As regards the physician setting aside the independent physician’s negative conclusion, the committee held as follows. If a SCEN physician comes to the conclusion that one or more due care criteria as laid down in the Act have not been complied with, this should prompt the physician to think carefully about whether the euthanasia procedure can go ahead. Although the Act stipulates only that an independent physician must be consulted, not that their consent is required, if the independent physician comes to a negative conclusion the physician must carefully substantiate why they have set that conclusion aside (see the Euthanasia Code 2018, paragraph 3.6).
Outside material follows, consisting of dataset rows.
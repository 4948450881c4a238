//! Integration tests for the queued SQL archives.
//!
//! Writes go through the writer thread, so assertions on stored data poll
//! until the thread has caught up.

use alopex_archive::clock::{Clock, ManualClock};
use alopex_archive::config::{
    ArchiveOptions, DbConnectionOptions, SqlArchiveOptions, TimeUnit, WritingMode,
};
use alopex_archive::data::{ChannelNumber, ChannelValue, CurrentData, TimeRange, Timestamp};
use alopex_archive::lifecycle::PartitionSize;
use alopex_archive::logic::{ArchiveLogic, CurrentArchiveLogic};
use alopex_archive::sql::{SqlCurrentArchive, SqlHistoricalArchive, SqlStorage};
use chrono::{TimeZone, Utc};
use std::sync::Arc;
use std::thread;
use std::time::{Duration, Instant};
use tempfile::TempDir;

fn ts(month: u32, day: u32, h: u32, m: u32) -> Timestamp {
    Utc.with_ymd_and_hms(2026, month, day, h, m, 0).unwrap()
}

fn v(value: f64) -> ChannelValue {
    ChannelValue::new(value, 1)
}

fn sample(timestamp: Timestamp, values: &[(ChannelNumber, f64)]) -> CurrentData {
    let mut data = CurrentData::new(timestamp, values.iter().map(|(cnl, _)| *cnl).collect());
    for &(cnl, value) in values {
        data.set(cnl, v(value));
    }
    data
}

fn wait_until(mut condition: impl FnMut() -> bool) -> bool {
    let deadline = Instant::now() + Duration::from_secs(5);
    while Instant::now() < deadline {
        if condition() {
            return true;
        }
        thread::sleep(Duration::from_millis(20));
    }
    condition()
}

fn memory_storage() -> Arc<SqlStorage> {
    Arc::new(SqlStorage::open(DbConnectionOptions::default()).unwrap())
}

fn noon_clock() -> Arc<dyn Clock> {
    Arc::new(ManualClock::new(Utc.with_ymd_and_hms(2026, 10, 17, 12, 0, 10).unwrap()))
}

fn historical(
    storage: Arc<SqlStorage>,
    options: ArchiveOptions,
    sql_options: SqlArchiveOptions,
    clock: Arc<dyn Clock>,
) -> SqlHistoricalArchive {
    SqlHistoricalArchive::new("Min", options, &sql_options, storage, vec![1, 2], clock).unwrap()
}

fn day_range() -> TimeRange {
    TimeRange::new(ts(10, 17, 0, 0), ts(10, 18, 0, 0))
}

// ============================================================================
// Historical archive
// ============================================================================

#[test]
fn test_periodic_slice_round_trip() {
    let archive = historical(
        memory_storage(),
        ArchiveOptions::default(),
        SqlArchiveOptions::default(),
        noon_clock(),
    );
    archive.make_ready().unwrap();

    assert!(archive
        .process_data(&sample(ts(10, 17, 12, 1), &[(1, 1.5), (2, 2.5)]))
        .unwrap());
    assert!(!archive
        .process_data(&sample(ts(10, 17, 12, 1), &[(1, 9.0), (2, 9.0)]))
        .unwrap());

    assert!(wait_until(|| archive.get_trend(&day_range(), 2).unwrap().len() == 1));

    let slice = archive.get_slice(ts(10, 17, 12, 1), &[2, 5, 1]).unwrap();
    assert_eq!(slice.values, vec![v(2.5), ChannelValue::EMPTY, v(1.5)]);
    assert_eq!(archive.get_cnl_data(ts(10, 17, 12, 1), 1).unwrap(), v(1.5));
    assert_eq!(
        archive.get_cnl_data(ts(10, 17, 12, 2), 1).unwrap(),
        ChannelValue::EMPTY
    );
    assert_eq!(
        archive.get_timestamps(&day_range()).unwrap(),
        vec![ts(10, 17, 12, 1)]
    );

    archive.close().unwrap();
    assert!(!archive.status().has_error);
}

#[test]
fn test_on_change_writes_one_point() {
    let archive = historical(
        memory_storage(),
        ArchiveOptions::default().with_writing_mode(WritingMode::AutoOnChange),
        SqlArchiveOptions::default(),
        noon_clock(),
    );
    archive.make_ready().unwrap();

    let written: Vec<bool> = [(1, 10.0), (2, 10.0), (3, 12.0)]
        .iter()
        .map(|&(minute, value)| {
            archive
                .process_data(&sample(ts(10, 17, 12, minute), &[(1, value)]))
                .unwrap()
        })
        .collect();
    assert_eq!(written, vec![false, false, true]);

    assert!(wait_until(|| !archive.get_trend(&day_range(), 1).unwrap().is_empty()));
    let trend = archive.get_trend(&day_range(), 1).unwrap();
    assert_eq!(trend.len(), 1);
    assert_eq!(trend.points[0].timestamp, ts(10, 17, 12, 3));
    assert_eq!(trend.points[0].value, v(12.0));
    assert!(archive.get_trend(&day_range(), 2).unwrap().is_empty());
}

#[test]
fn test_unscheduled_modes_keep_off_grid_timestamps() {
    let off_grid = ts(10, 17, 12, 0) + chrono::Duration::seconds(7);

    for mode in [WritingMode::AutoOnChange, WritingMode::OnDemand] {
        let archive = historical(
            memory_storage(),
            ArchiveOptions::default().with_writing_mode(mode),
            SqlArchiveOptions::default(),
            noon_clock(),
        );
        assert_eq!(archive.accept_data(off_grid), Some(off_grid));
        archive.make_ready().unwrap();

        archive.write_cnl_data(off_grid, 1, v(7.0)).unwrap();
        assert!(wait_until(|| archive.get_cnl_data(off_grid, 1).unwrap() == v(7.0)));
        assert_eq!(archive.get_timestamps(&day_range()).unwrap(), vec![off_grid]);
    }

    let periodic = historical(
        memory_storage(),
        ArchiveOptions::default(),
        SqlArchiveOptions::default(),
        noon_clock(),
    );
    assert_eq!(periodic.accept_data(off_grid), None);
}

#[test]
fn test_status_reports_partition_failure_and_recovers() {
    let storage = memory_storage();
    let clock = Arc::new(ManualClock::new(ts(10, 17, 12, 0)));
    let archive = historical(
        Arc::clone(&storage),
        ArchiveOptions::default().with_writing_mode(WritingMode::OnDemand),
        SqlArchiveOptions::default().with_partition_size(PartitionSize::OneDay),
        clock.clone(),
    );
    archive.make_ready().unwrap();
    assert_eq!(archive.status_text(), "Ready, queue 0 of 1000");

    // Without the schema the next day's partition cannot be created.
    let admin = storage.connect().unwrap();
    admin.execute_batch("DROP SCHEMA arc CASCADE").unwrap();
    clock.advance(chrono::Duration::days(1));
    assert!(wait_until(|| archive.status().has_error));
    assert!(archive.status_text().starts_with("Ready, error"));

    admin.execute_batch("CREATE SCHEMA arc").unwrap();
    assert!(wait_until(|| !archive.status().has_error));
    assert_eq!(archive.status_text(), "Ready, queue 0 of 1000");

    // The known partition of the day is gone too; writes recreate it.
    archive.write_cnl_data(ts(10, 18, 9, 0), 2, v(5.0)).unwrap();
    assert!(wait_until(|| archive.get_cnl_data(ts(10, 18, 9, 0), 2).unwrap() == v(5.0)));
    assert!(wait_until(|| !archive.status().has_error));
}

#[test]
fn test_trend_spans_partitions_in_order() {
    let archive = historical(
        memory_storage(),
        ArchiveOptions::default().with_writing_mode(WritingMode::OnDemand),
        SqlArchiveOptions::default().with_partition_size(PartitionSize::OneDay),
        noon_clock(),
    );
    archive.make_ready().unwrap();

    archive.write_cnl_data(ts(10, 17, 0, 5), 1, v(3.0)).unwrap();
    archive.write_cnl_data(ts(10, 16, 23, 55), 1, v(1.0)).unwrap();
    archive.write_cnl_data(ts(10, 16, 23, 58), 1, v(2.0)).unwrap();

    let range = TimeRange::new(ts(10, 16, 23, 0), ts(10, 17, 1, 0));
    assert!(wait_until(|| archive.get_trend(&range, 1).unwrap().len() == 3));

    let trend = archive.get_trend(&range, 1).unwrap();
    let values: Vec<f64> = trend.points.iter().map(|p| p.value.value).collect();
    assert_eq!(values, vec![1.0, 2.0, 3.0]);
    assert_eq!(
        archive.get_timestamps(&range).unwrap(),
        vec![ts(10, 16, 23, 55), ts(10, 16, 23, 58), ts(10, 17, 0, 5)]
    );
}

#[test]
fn test_single_channel_fast_path_matches_bundle() {
    let archive = historical(
        memory_storage(),
        ArchiveOptions::default().with_writing_mode(WritingMode::OnDemand),
        SqlArchiveOptions::default(),
        noon_clock(),
    );
    archive.make_ready().unwrap();

    archive.write_cnl_data(ts(10, 17, 1, 0), 1, v(1.0)).unwrap();
    archive.write_cnl_data(ts(10, 17, 2, 0), 2, v(2.0)).unwrap();
    archive.write_cnl_data(ts(10, 17, 3, 0), 1, v(3.0)).unwrap();
    assert!(wait_until(|| archive.get_timestamps(&day_range()).unwrap().len() == 3));

    let single = archive.get_trends(&day_range(), &[1]).unwrap();
    let trend = archive.get_trend(&day_range(), 1).unwrap();
    assert_eq!(single.channel_numbers, vec![1]);
    assert_eq!(single.timestamps, trend.timestamps());
    assert_eq!(single.column(1).unwrap(), &[v(1.0), v(3.0)]);

    let bundle = archive.get_trends(&day_range(), &[1, 2]).unwrap();
    assert_eq!(bundle.len(), 3);
    assert_eq!(bundle.column(1).unwrap(), &[v(1.0), ChannelValue::EMPTY, v(3.0)]);
    assert_eq!(bundle.column(2).unwrap(), &[ChannelValue::EMPTY, v(2.0), ChannelValue::EMPTY]);
}

#[test]
fn test_retention_drops_whole_partitions() {
    let archive = historical(
        memory_storage(),
        ArchiveOptions::default()
            .with_writing_mode(WritingMode::OnDemand)
            .with_retention_days(30),
        SqlArchiveOptions::default(),
        noon_clock(),
    );
    archive.make_ready().unwrap();

    archive.write_cnl_data(ts(7, 15, 12, 0), 1, v(7.0)).unwrap();
    archive.write_cnl_data(ts(9, 20, 12, 0), 1, v(9.0)).unwrap();
    assert!(wait_until(|| archive.get_cnl_data(ts(9, 20, 12, 0), 1).unwrap() == v(9.0)));
    assert_eq!(archive.get_cnl_data(ts(7, 15, 12, 0), 1).unwrap(), v(7.0));

    assert_eq!(archive.delete_outdated_data().unwrap(), 1);
    assert_eq!(
        archive.get_cnl_data(ts(7, 15, 12, 0), 1).unwrap(),
        ChannelValue::EMPTY
    );
    assert_eq!(archive.get_cnl_data(ts(9, 20, 12, 0), 1).unwrap(), v(9.0));

    assert_eq!(archive.delete_outdated_data().unwrap(), 0);
}

#[test]
fn test_close_flushes_into_file_database() {
    let temp_dir = TempDir::new().unwrap();
    let path = temp_dir.path().join("arc.duckdb");
    let options = DbConnectionOptions::new("Main", path.to_string_lossy());

    {
        let storage = Arc::new(SqlStorage::open(options.clone()).unwrap());
        let archive = historical(
            storage,
            ArchiveOptions::default().with_writing_mode(WritingMode::OnDemand),
            SqlArchiveOptions::default(),
            noon_clock(),
        );
        archive.make_ready().unwrap();
        for minute in 0..50 {
            archive
                .write_cnl_data(ts(10, 17, 11, minute), 2, v(f64::from(minute)))
                .unwrap();
        }
        archive.close().unwrap();
        assert_eq!(archive.status_text(), "Closed, queue 0 of 1000");
    }

    let storage = Arc::new(SqlStorage::open(options).unwrap());
    let archive = historical(
        storage,
        ArchiveOptions::default().with_writing_mode(WritingMode::OnDemand),
        SqlArchiveOptions::default(),
        noon_clock(),
    );
    archive.make_ready().unwrap();
    let trend = archive.get_trend(&day_range(), 2).unwrap();
    assert_eq!(trend.len(), 50);
    assert_eq!(trend.points[49].value, v(49.0));
}

// ============================================================================
// Current-value archive
// ============================================================================

#[test]
fn test_current_values_survive_restart() {
    let storage = memory_storage();
    let options = ArchiveOptions::default().with_writing_period(10, TimeUnit::Second);

    let before = SqlCurrentArchive::new(
        "Cur",
        options.clone(),
        Arc::clone(&storage),
        vec![1, 2, 3],
        noon_clock(),
    )
    .unwrap();
    before.make_ready().unwrap();
    let mut data = sample(ts(10, 17, 12, 0), &[(1, 1.0), (2, 2.0), (3, 3.0)]);
    data.set_at(2, ts(10, 17, 11, 30), v(2.0));
    before.write_data(&data).unwrap();
    before.close().unwrap();

    let after =
        SqlCurrentArchive::new("Cur", options, Arc::clone(&storage), vec![1, 2], noon_clock())
            .unwrap();
    after.make_ready().unwrap();

    let mut restored = CurrentData::new(ts(10, 17, 12, 5), vec![1, 2, 3]);
    assert_eq!(after.read_data(&mut restored).unwrap(), 2);
    assert_eq!(restored.get(1), Some(v(1.0)));
    assert_eq!(restored.get(2), Some(v(2.0)));
    assert_eq!(restored.get(3), Some(ChannelValue::EMPTY));
    assert_eq!(restored.timestamps()[1], ts(10, 17, 11, 30));

    let conn = storage.connect().unwrap();
    let rows: i64 = conn
        .query_row("SELECT COUNT(*) FROM arc.cur_current", [], |row| row.get(0))
        .unwrap();
    assert_eq!(rows, 2);
}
According to the committee, if a psychiatric patient requests euthanasia, a negative conclusion by the SCEN physician should be given even more weight. Exercising particular caution then requires that the physician must explain to a greater extent than in other cases why they believe all the due care criteria have indeed been complied with. Although it is not a mandatory requirement, it then makes sense to consult a second SCEN physician (preferably one who is also a psychiatrist). In this respect the committee also refers to the above-mentioned guidelines of the Netherlands Psychiatric Association (p. 44 of these guidelines, in Dutch), which state that in the event of a fundamental difference of opinion – and the committee found that this was the case – another independent physician should always be consulted.
The committee found the physician’s arguments for not doing so to be inadequate. The SCEN report was drawn up by an experienced psychiatrist with a considerable track record. The report argued clearly and frankly why in this case the euthanasia procedure should not take place. Despite this, the physician relied on her own opinion, without seeking further assessment. Leaving aside the question as to whether that opinion was correct, the committee found that in the circumstances (including the limited report by the independent expert) the physician should certainly have consulted a second SCEN physician (preferably a psychiatrist) or a second independent expert.
It would then have been possible to establish more clearly whether there was scope to improve the patient’s ability to cope (even if the main diagnosis were untreatable). The argument that further examinations would cause some distress to the patient was, in the eyes of the committee, insufficient reason to refrain from taking that step. The same is true for the argument that the physician did not want to create the impression that she was ‘shopping around’: if anything, approaching a second SCEN physician would in this case have strengthened the physician’s position, as she would have been facilitating assessment of her actions and showing herself willing to have another person take a critical look at her intended course of action.
The committee found that the physician did not act in accordance with the due care criteria laid down in section 2 (1) (b) and (d) of the Act. The other due care criteria were complied with.